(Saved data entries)
——

/*!
 * Shared Allocator
 * Thread-safe handle over a single next-fit region
 *
 * Placement and reclamation both read and rewrite the whole chain and the
 * cursor, so every call holds one exclusive lock for its full duration.
 */

use super::allocator::NextFitAllocator;
use super::traits::{RegionInfo, SegmentAllocator};
use super::types::{MemoryResult, RegionStats, SegmentInfo};
use crate::core::types::{Size, Tick};
use parking_lot::Mutex;
use std::sync::Arc;

/// Cloneable handle; clones share the same region
#[derive(Debug, Clone)]
pub struct SharedAllocator {
    inner: Arc<Mutex<NextFitAllocator>>,
}

impl SharedAllocator {
    pub fn new(region_size: Size) -> MemoryResult<Self> {
        Ok(Self::from_allocator(NextFitAllocator::new(region_size)?))
    }

    pub fn from_allocator(allocator: NextFitAllocator) -> Self {
        Self {
            inner: Arc::new(Mutex::new(allocator)),
        }
    }

    pub fn place(&self, size: Size, now: Tick, lifetime: Tick) -> MemoryResult<bool> {
        self.inner.lock().place(size, now, lifetime)
    }

    pub fn reclaim_expired(&self, now: Tick) -> MemoryResult<Size> {
        self.inner.lock().reclaim_expired(now)
    }

    /// Reclaim then place under one lock, so no other caller observes the gap
    pub fn reclaim_and_place(&self, size: Size, now: Tick, lifetime: Tick) -> MemoryResult<bool> {
        let mut allocator = self.inner.lock();
        allocator.reclaim_expired(now)?;
        allocator.place(size, now, lifetime)
    }

    pub fn snapshot(&self) -> Vec<SegmentInfo> {
        self.inner.lock().snapshot()
    }

    pub fn stats(&self) -> RegionStats {
        self.inner.lock().stats()
    }

    pub fn clock(&self) -> Tick {
        self.inner.lock().clock()
    }

    /// Run `f` against the allocator while holding the lock
    pub fn with<R>(&self, f: impl FnOnce(&NextFitAllocator) -> R) -> R {
        f(&self.inner.lock())
    }
}

impl SegmentAllocator for SharedAllocator {
    fn place(&mut self, size: Size, now: Tick, lifetime: Tick) -> MemoryResult<bool> {
        SharedAllocator::place(self, size, now, lifetime)
    }

    fn reclaim_expired(&mut self, now: Tick) -> MemoryResult<Size> {
        SharedAllocator::reclaim_expired(self, now)
    }

    fn snapshot(&self) -> Vec<SegmentInfo> {
        SharedAllocator::snapshot(self)
    }

    fn last_placement(&self) -> Option<SegmentInfo> {
        self.inner.lock().last_placement()
    }

    fn region_size(&self) -> Size {
        self.inner.lock().region_size()
    }
}

impl RegionInfo for SharedAllocator {
    fn stats(&self) -> RegionStats {
        SharedAllocator::stats(self)
    }
}
/*!
 * Simulator Configuration
 * Settings loaded from the process environment
 */

use crate::core::limits::{DEFAULT_OPERATOR_NAME, ENV_OPERATOR, ENV_SEED, ENV_TRACE_JSON};
use miette::Diagnostic;
use serde::{Deserialize, Serialize};
use thiserror::Error;

/// Configuration errors
#[derive(Error, Debug, Clone, PartialEq, Eq, Diagnostic)]
pub enum ConfigError {
    #[error("Invalid value {value:?} for {variable}")]
    #[diagnostic(
        code(config::invalid_value),
        help("Unset the variable or provide a value of the expected type.")
    )]
    InvalidValue { variable: String, value: String },
}

#[derive(Debug, Clone, PartialEq, Eq, Serialize, Deserialize)]
pub struct SimConfig {
    /// Printed by the `N` command
    pub operator_name: String,
    /// Seed for random walks; entropy-seeded when absent
    pub seed: Option<u64>,
    /// Emit JSON traces instead of compact text
    pub trace_json: bool,
}

impl SimConfig {
    /// Load configuration from environment variables
    ///
    /// Environment variables:
    /// - MEMSIM_OPERATOR: name printed by `N` (default: memsim)
    /// - MEMSIM_SEED: random walk seed (default: entropy)
    /// - MEMSIM_TRACE_JSON: enable JSON trace output (default: false)
    pub fn from_env() -> Result<Self, ConfigError> {
        Self::from_lookup(|key| std::env::var(key).ok())
    }

    /// Load configuration through an arbitrary variable lookup
    pub fn from_lookup<F>(lookup: F) -> Result<Self, ConfigError>
    where
        F: Fn(&str) -> Option<String>,
    {
        let operator_name = lookup(ENV_OPERATOR)
            .filter(|name| !name.trim().is_empty())
            .unwrap_or_else(|| DEFAULT_OPERATOR_NAME.to_string());

        let seed = match lookup(ENV_SEED) {
            Some(raw) => Some(raw.trim().parse::<u64>().map_err(|_| {
                ConfigError::InvalidValue {
                    variable: ENV_SEED.to_string(),
                    value: raw.clone(),
                }
            })?),
            None => None,
        };

        let trace_json = lookup(ENV_TRACE_JSON)
            .map(|v| v == "1" || v == "true")
            .unwrap_or(false);

        Ok(Self {
            operator_name,
            seed,
            trace_json,
        })
    }
}

impl Default for SimConfig {
    fn default() -> Self {
        Self {
            operator_name: DEFAULT_OPERATOR_NAME.to_string(),
            seed: None,
            trace_json: false,
        }
    }
}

——

Every line of the data above that includes "MemoryResult" should be listed.

§ Response to the task
use super::types::{MemoryResult, RegionStats, SegmentInfo};
    pub fn new(region_size: Size) -> MemoryResult<Self> {
    pub fn place(&self, size: Size, now: Tick, lifetime: Tick) -> MemoryResult<bool> {
    pub fn reclaim_expired(&self, now: Tick) -> MemoryResult<Size> {
    pub fn reclaim_and_place(&self, size: Size, now: Tick, lifetime: Tick) -> MemoryResult<bool> {
    fn place(&mut self, size: Size, now: Tick, lifetime: Tick) -> MemoryResult<bool> {
    fn reclaim_expired(&mut self, now: Tick) -> MemoryResult<Size> {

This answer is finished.